No matter how carefully you plan your life, how steady you travel, how well you chart your path, at any time, on any day, you can get completely knocked off track. It could have been your fault, or maybe partly your fault, or not your fault, at all. But there you are, stunned, toppled off your feet, metaphorically stuck in the mud, trying to figure out what happened and how you ended up there.
Getting your life back on track can be confusing, time consuming, and sometimes, not even worth trying. Were you traveling too fast? Were you not going fast enough and got run off the rails? Maybe the rails got washed out or covered in a landslide, or maybe the route has been closed down and your destination just doesn’t exist anymore. Or, maybe, you were on the wrong tracks to begin with. Having your life derailed can be a disorienting experience, but it’s also a chance to get your bearings and make sure you really are going in the right direction.

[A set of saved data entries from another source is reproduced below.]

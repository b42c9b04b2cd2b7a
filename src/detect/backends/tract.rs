#![cfg(feature = "backend-tract")]

use std::path::Path;

use anyhow::{anyhow, Context, Result};
use tract_onnx::prelude::*;

use crate::detect::backend::{BoundingBox, Detection, DetectorBackend};
use crate::detect::draw_detections;
use crate::detect::labels::coco_labels;

const DEFAULT_CONFIDENCE: f32 = 0.5;
const NMS_IOU: f32 = 0.45;

/// Tract-based backend for COCO-trained YOLO-family ONNX models.
///
/// Loads a local model file once and runs it on resized RGB frames. The model
/// output is expected in the `(1, 4 + num_classes, anchors)` layout used by
/// recent YOLO exports: four box rows (center x/y, width, height in input
/// pixels) followed by one score row per class.
pub struct TractBackend {
    model: TypedSimplePlan<TypedModel>,
    labels: Vec<String>,
    input_width: u32,
    input_height: u32,
    confidence_threshold: f32,
}

impl TractBackend {
    /// Load an ONNX model from disk and prepare it for inference.
    pub fn new<P: AsRef<Path>>(model_path: P, input_width: u32, input_height: u32) -> Result<Self> {
        let model_path = model_path.as_ref();
        let model = tract_onnx::onnx()
            .model_for_path(model_path)
            .with_context(|| format!("failed to load ONNX model from {}", model_path.display()))?
            .with_input_fact(
                0,
                InferenceFact::dt_shape(
                    f32::datum_type(),
                    tvec!(1, 3, input_height as usize, input_width as usize),
                ),
            )
            .context("failed to set input fact")?
            .into_optimized()
            .context("failed to optimize ONNX model")?
            .into_runnable()
            .context("failed to build runnable ONNX model")?;

        Ok(Self {
            model,
            labels: coco_labels(),
            input_width,
            input_height,
            confidence_threshold: DEFAULT_CONFIDENCE,
        })
    }

    /// Override the default confidence threshold.
    pub fn with_threshold(mut self, threshold: f32) -> Self {
        self.confidence_threshold = threshold;
        self
    }

    fn build_input(&self, rgb: &image::RgbImage) -> Tensor {
        let width = self.input_width as usize;
        let height = self.input_height as usize;
        let input = tract_ndarray::Array4::from_shape_fn(
            (1, 3, height, width),
            |(_, channel, y, x)| rgb.get_pixel(x as u32, y as u32)[channel] as f32 / 255.0,
        );
        input.into_tensor()
    }

    fn decode_output(
        &self,
        outputs: TVec<TValue>,
        scale_x: f32,
        scale_y: f32,
    ) -> Result<Vec<Detection>> {
        let output = outputs
            .first()
            .ok_or_else(|| anyhow!("model produced no outputs"))?;
        let view = output
            .to_array_view::<f32>()
            .context("model output tensor was not f32")?;
        let shape = view.shape();
        if shape.len() != 3 || shape[0] != 1 || shape[1] != 4 + self.labels.len() {
            return Err(anyhow!(
                "unexpected model output shape {:?}, wanted (1, {}, anchors)",
                shape,
                4 + self.labels.len()
            ));
        }

        let preds = view.index_axis(tract_ndarray::Axis(0), 0);
        let anchors = shape[2];
        let mut candidates = Vec::new();
        for anchor in 0..anchors {
            let mut best_class = 0usize;
            let mut best_score = f32::NEG_INFINITY;
            for class_id in 0..self.labels.len() {
                let score = preds[[4 + class_id, anchor]];
                if score > best_score {
                    best_score = score;
                    best_class = class_id;
                }
            }
            if best_score < self.confidence_threshold {
                continue;
            }
            let cx = preds[[0, anchor]];
            let cy = preds[[1, anchor]];
            let w = preds[[2, anchor]];
            let h = preds[[3, anchor]];
            candidates.push(Detection {
                class_id: best_class,
                confidence: best_score,
                bbox: BoundingBox {
                    x: (cx - w / 2.0) * scale_x,
                    y: (cy - h / 2.0) * scale_y,
                    w: w * scale_x,
                    h: h * scale_y,
                },
            });
        }

        Ok(non_max_suppression(candidates, NMS_IOU))
    }
}

impl DetectorBackend for TractBackend {
    fn name(&self) -> &'static str {
        "tract"
    }

    fn labels(&self) -> &[String] {
        &self.labels
    }

    fn detect_file(&mut self, image_path: &Path, scratch_dir: &Path) -> Result<Vec<Detection>> {
        let file_name = image_path
            .file_name()
            .ok_or_else(|| anyhow!("image path {} has no file name", image_path.display()))?;

        let original = image::open(image_path)
            .with_context(|| format!("failed to decode {}", image_path.display()))?
            .to_rgb8();
        let (orig_width, orig_height) = original.dimensions();
        let resized = image::imageops::resize(
            &original,
            self.input_width,
            self.input_height,
            image::imageops::FilterType::Triangle,
        );

        let input = self.build_input(&resized);
        let outputs = self
            .model
            .run(tvec!(input.into()))
            .context("ONNX inference failed")?;
        let detections = self.decode_output(
            outputs,
            orig_width as f32 / self.input_width as f32,
            orig_height as f32 / self.input_height as f32,
        )?;

        let mut annotated = original;
        draw_detections(&mut annotated, &detections);
        let artifact = scratch_dir.join(file_name);
        annotated
            .save(&artifact)
            .with_context(|| format!("failed to write artifact {}", artifact.display()))?;

        Ok(detections)
    }
}

/// Greedy per-class NMS. Keeps the highest-confidence box, drops overlaps.
fn non_max_suppression(mut candidates: Vec<Detection>, iou_threshold: f32) -> Vec<Detection> {
    candidates.sort_by(|a, b| {
        b.confidence
            .partial_cmp(&a.confidence)
            .unwrap_or(std::cmp::Ordering::Equal)
    });

    let mut kept: Vec<Detection> = Vec::new();
    for candidate in candidates {
        let suppressed = kept.iter().any(|existing| {
            existing.class_id == candidate.class_id
                && iou(&existing.bbox, &candidate.bbox) > iou_threshold
        });
        if !suppressed {
            kept.push(candidate);
        }
    }
    kept
}

fn iou(a: &BoundingBox, b: &BoundingBox) -> f32 {
    let left = a.x.max(b.x);
    let top = a.y.max(b.y);
    let right = (a.x + a.w).min(b.x + b.w);
    let bottom = (a.y + a.h).min(b.y + b.h);
    let intersection = (right - left).max(0.0) * (bottom - top).max(0.0);
    let union = a.w * a.h + b.w * b.h - intersection;
    if union <= 0.0 {
        0.0
    } else {
        intersection / union
    }
}

#[cfg(test)]
mod tests {
    use super::*;

    fn boxed(x: f32, y: f32, conf: f32, class_id: usize) -> Detection {
        Detection {
            class_id,
            confidence: conf,
            bbox: BoundingBox {
                x,
                y,
                w: 10.0,
                h: 10.0,
            },
        }
    }

    #[test]
    fn nms_drops_same_class_overlaps() {
        let kept = non_max_suppression(
            vec![boxed(0.0, 0.0, 0.6, 2), boxed(1.0, 1.0, 0.9, 2)],
            0.45,
        );
        assert_eq!(kept.len(), 1);
        assert_eq!(kept[0].confidence, 0.9);
    }

    #[test]
    fn nms_keeps_overlaps_of_different_classes() {
        let kept = non_max_suppression(
            vec![boxed(0.0, 0.0, 0.6, 2), boxed(1.0, 1.0, 0.9, 7)],
            0.45,
        );
        assert_eq!(kept.len(), 2);
    }

    #[test]
    fn iou_of_disjoint_boxes_is_zero() {
        let a = BoundingBox {
            x: 0.0,
            y: 0.0,
            w: 5.0,
            h: 5.0,
        };
        let b = BoundingBox {
            x: 100.0,
            y: 100.0,
            w: 5.0,
            h: 5.0,
        };
        assert_eq!(iou(&a, &b), 0.0);
    }
}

Anything can knock you off track: a serious health issue, a breakup or divorce, a job loss, getting sued, becoming victim to someone else’s malpractice or negligence
, suffering a criminal act, a natural disaster that wipes out your house or business, the piling on of so much stress you have a mental breakdown, and the list is endless. Sometimes, all you need is a little recovery time and you can get things back in order, provided you can take the time, afford the steps necessary to recover, have appropriate insurance coverage, and a sufficient network of support to help you during recovery. Then, again, sometimes recovery means accepting that things will never be the same for you again.
Before you can get back on track, there are answers you should consider to questions you should ask. The first is, why you? Not why you as in why you and not someone else. Obviously, it happened to you and the impact is on you. The question, why you, is asking what is it about you and where you were headed that this incident was meant for you? The answer is often not clear at first, and can only be truly appreciated over time. It is only in recognizing that there is some distant destiny meant for you, one that can only be reached by traveling through your current adversity, that you can find the courage and strength to keep moving on, albeit perhaps in a new direction you don’t, at first, want to travel.

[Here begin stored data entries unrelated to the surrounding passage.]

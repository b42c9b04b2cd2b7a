//! Error taxonomy for the batch pipeline.
//!
//! Only two failure classes get dedicated types, because only two need to be
//! told apart by callers:
//!
//! - `FormatError`: a filename that encodes no recognizable timestamp. Per-file
//!   and recoverable; the directory processor logs it and moves on.
//! - `ConfigError`: the catalog or detector settings are unusable. Fatal at
//!   startup, before any frame is touched.
//!
//! Everything else (I/O, decode, inference) propagates as `anyhow::Error` with
//! context and aborts the batch.

use thiserror::Error;

/// A filename that matches none of the known timestamp formats.
///
/// Carries the offending filename verbatim so skip notices can name it.
#[derive(Debug, Error, Clone, PartialEq, Eq)]
#[error("filename {filename:?} does not match any known timestamp format")]
pub struct FormatError {
    pub filename: String,
}

impl FormatError {
    pub fn new(filename: impl Into<String>) -> Self {
        Self {
            filename: filename.into(),
        }
    }
}

/// Fatal startup validation failure. No partial run happens after one of these.
#[derive(Debug, Error, Clone, PartialEq)]
pub enum ConfigError {
    #[error("class catalog must not be empty")]
    EmptyCatalog,

    #[error("class {name:?} is not in the detector vocabulary ({vocabulary_size} labels)")]
    UnknownClass { name: String, vocabulary_size: usize },

    #[error("confidence threshold must be within (0, 1], got {value}")]
    InvalidConfidence { value: f32 },
}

Someday in the future you’ll be able to better understand why you ended up knocked off track, but until then, there are more immediate answers to be had. Do you really know what track you were on before? Were you clearly and deliberately headed down a route you had planned, or were you aimlessly drifting along?
If you live your life just drifting along wherever the tracks take you, you’re almost destined to end up derailed. If you don’t know where you’re going, you can’t prepare for the challenges that lurk ahead around the next curve or over the next hill. The trip may be comfortable and even fun as you coast along, but you’re nothing but a runaway train, liable to get thrown off at the next sharp curve, stall heading up a steep hill, get plowed into by someone better motivated rushing up from behind, or simply run out of steam long before you get to anyplace worth being.

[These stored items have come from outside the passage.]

//! End-to-end batch detector runs over temporary frame directories.

use std::path::Path;

use image::{Rgb, RgbImage};
use tempfile::TempDir;

use framesift::batch::BatchProcessor;
use framesift::{read_npy, FrameDetector, StubBackend, RESULTS_FILE_NAME};

fn write_frame(dir: &Path, name: &str) {
    RgbImage::from_pixel(64, 64, Rgb([30, 60, 90]))
        .save(dir.join(name))
        .unwrap();
}

fn build_processor(root: &Path, backend: StubBackend, classes: &[&str]) -> BatchProcessor {
    let classes: Vec<String> = classes.iter().map(|s| s.to_string()).collect();
    let detector = FrameDetector::new(
        Box::new(backend),
        &classes,
        root.join("scratch"),
        root.join("detections"),
    )
    .unwrap();
    BatchProcessor::new(detector)
}

#[test]
fn car_only_frame_yields_the_documented_row() {
    let root = TempDir::new().unwrap();
    let image_dir = root.path().join("converted");
    std::fs::create_dir(&image_dir).unwrap();
    write_frame(&image_dir, "2025-02-21_15-46-30.jpg");

    let backend = StubBackend::new().with_detections("2025-02-21_15-46-30", &["car"]);
    let mut processor = build_processor(root.path(), backend, &["truck", "car"]);
    let summary = processor.run(&image_dir).unwrap();

    assert_eq!(summary.processed, 1);
    assert_eq!(summary.skipped, 0);
    assert_eq!(summary.table_path, image_dir.join(RESULTS_FILE_NAME));

    let table = read_npy(&summary.table_path).unwrap();
    assert_eq!(table.dim(), (1, 3));
    // 2025-02-21 15:46:30 UTC, catalog order [truck, car]
    assert_eq!(table[[0, 0]], 1740152790.0);
    assert_eq!(table[[0, 1]], 0.0);
    assert_eq!(table[[0, 2]], 1.0);

    // Annotated artifact relocated under the original filename.
    assert!(root
        .path()
        .join("detections/2025-02-21_15-46-30.jpg")
        .exists());
}

#[test]
fn unparseable_filenames_are_skipped_not_fatal() {
    let root = TempDir::new().unwrap();
    let image_dir = root.path().join("converted");
    std::fs::create_dir(&image_dir).unwrap();
    write_frame(&image_dir, "2025-02-21_15-46-30.jpg");
    write_frame(&image_dir, "not_a_timestamp.jpg");

    let mut processor = build_processor(root.path(), StubBackend::new(), &["truck", "car"]);
    let summary = processor.run(&image_dir).unwrap();

    assert_eq!(summary.processed, 1);
    assert_eq!(summary.skipped, 1);

    let table = read_npy(&summary.table_path).unwrap();
    assert_eq!(table.dim(), (1, 3));
    // The skipped frame never reached the detector, so no artifact either.
    assert!(!root.path().join("detections/not_a_timestamp.jpg").exists());
}

#[test]
fn identical_classes_different_timestamps_give_distinct_rows() {
    let root = TempDir::new().unwrap();
    let image_dir = root.path().join("converted");
    std::fs::create_dir(&image_dir).unwrap();
    write_frame(&image_dir, "2025-02-21_15-46-30.jpg");
    write_frame(&image_dir, "2025-02-21_15-46-31.jpg");

    let backend = StubBackend::new()
        .with_detections("2025-02-21_15-46-30", &["truck"])
        .with_detections("2025-02-21_15-46-31", &["truck"]);
    let mut processor = build_processor(root.path(), backend, &["truck", "car"]);
    let summary = processor.run(&image_dir).unwrap();

    assert_eq!(summary.processed, 2);
    let table = read_npy(&summary.table_path).unwrap();
    assert_eq!(table.dim(), (2, 3));
    // Filename order, distinct timestamp column, identical presence bits.
    assert_eq!(table[[0, 0]], 1740152790.0);
    assert_eq!(table[[1, 0]], 1740152791.0);
    for row in 0..2 {
        assert_eq!(table[[row, 1]], 1.0);
        assert_eq!(table[[row, 2]], 0.0);
    }
}

#[test]
fn empty_directory_writes_a_zero_row_table() {
    let root = TempDir::new().unwrap();
    let image_dir = root.path().join("converted");
    std::fs::create_dir(&image_dir).unwrap();
    std::fs::write(image_dir.join("notes.txt"), "no frames here").unwrap();

    let mut processor = build_processor(root.path(), StubBackend::new(), &["truck", "car"]);
    let summary = processor.run(&image_dir).unwrap();

    assert_eq!(summary.processed, 0);
    assert_eq!(summary.skipped, 0);
    let table = read_npy(&summary.table_path).unwrap();
    assert_eq!(table.dim(), (0, 3));
}

#[test]
fn rerunning_an_unchanged_directory_is_idempotent() {
    let root = TempDir::new().unwrap();
    let image_dir = root.path().join("converted");
    std::fs::create_dir(&image_dir).unwrap();
    write_frame(&image_dir, "20250221_154630.jpg");
    write_frame(&image_dir, "20250221_154631.jpg");

    let script = || {
        StubBackend::new()
            .with_detections("20250221_154630", &["car", "truck"])
            .with_detections("20250221_154631", &["car"])
    };

    let mut first = build_processor(root.path(), script(), &["truck", "car"]);
    let path = first.run(&image_dir).unwrap().table_path;
    let first_bytes = std::fs::read(&path).unwrap();

    // The results table written into the image dir is not a recognized frame
    // extension, so the second run must not pick it up.
    let mut second = build_processor(root.path(), script(), &["truck", "car"]);
    let second_path = second.run(&image_dir).unwrap().table_path;
    let second_bytes = std::fs::read(&second_path).unwrap();

    assert_eq!(path, second_path);
    assert_eq!(first_bytes, second_bytes);
}

#[test]
fn case_insensitive_extensions_are_processed() {
    let root = TempDir::new().unwrap();
    let image_dir = root.path().join("converted");
    std::fs::create_dir(&image_dir).unwrap();
    RgbImage::from_pixel(32, 32, Rgb([10, 10, 10]))
        .save_with_format(image_dir.join("20250221_154630.PNG"), image::ImageFormat::Png)
        .unwrap();

    let mut processor = build_processor(root.path(), StubBackend::new(), &["car"]);
    let summary = processor.run(&image_dir).unwrap();

    assert_eq!(summary.processed, 1);
    let table = read_npy(&summary.table_path).unwrap();
    assert_eq!(table.dim(), (1, 2));
    assert_eq!(table[[0, 1]], 0.0);
}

If your travel was deliberate and you did know what tracks you were on and where they were intended to bring you, what role did you play in disrupting your travels? What caused you to slip the rails? Were you traveling safely? Did you maintain the right speed and keep everything in good working order? Did you let others know where you were headed and ensure all crossings were cleared? If the cause of your calamity was nothing you did or didn’t do, what outside circumstances were at fault? Were the tracks still viable? Was the destination still open? Did someone sabotage your path? Whatever the answer is to what caused the problem, the most important question of all is, what will it take to get you back up and moving again, whether on the same tracks or new ones?
If you’re looking for answers here, for specific directions on what to do next, you’re really on the wrong track! No one can answer these questions but you. In fact, the right track to finding the right answers are those that wind inward, deep into your own heart and to the raw, honest truths that only you know. Reflect on where you are now, how you got here, and then determine whether or not recovery is a matter of getting up and back on, making certain repairs or modifications and then getting back on, or giving up the old tracks and finding a whole new set of tracks to travel.
Bad things happen, because we don’t actually get to pick our own destiny. It is often picked for us, camouflaged as a crisis or adversity. No one starts out wanting to create a charity to cure the disease that is killing your spouse or child. No one grows up hoping to establish a Missing Children database or a Mothers Against Drink Driving campaign
, an equal rights movement, special Olympics, or any other response to the hardships that afflict innocent people. Sometimes you’re meant for a nobler, though far more arduous life than you would have ever chosen for yourself. While there may be a few natural-born martyrs walking around, for the most part it is only the pain and heartache of adversity that will set you on a path filled with greater substance than you ever imagined, and destined to bring meaningful change to many lives, including your own.
You may feel cursed when life knocks you off track, but to get moving again, try to have faith that bad things happen so that unpredictably good things may come from it.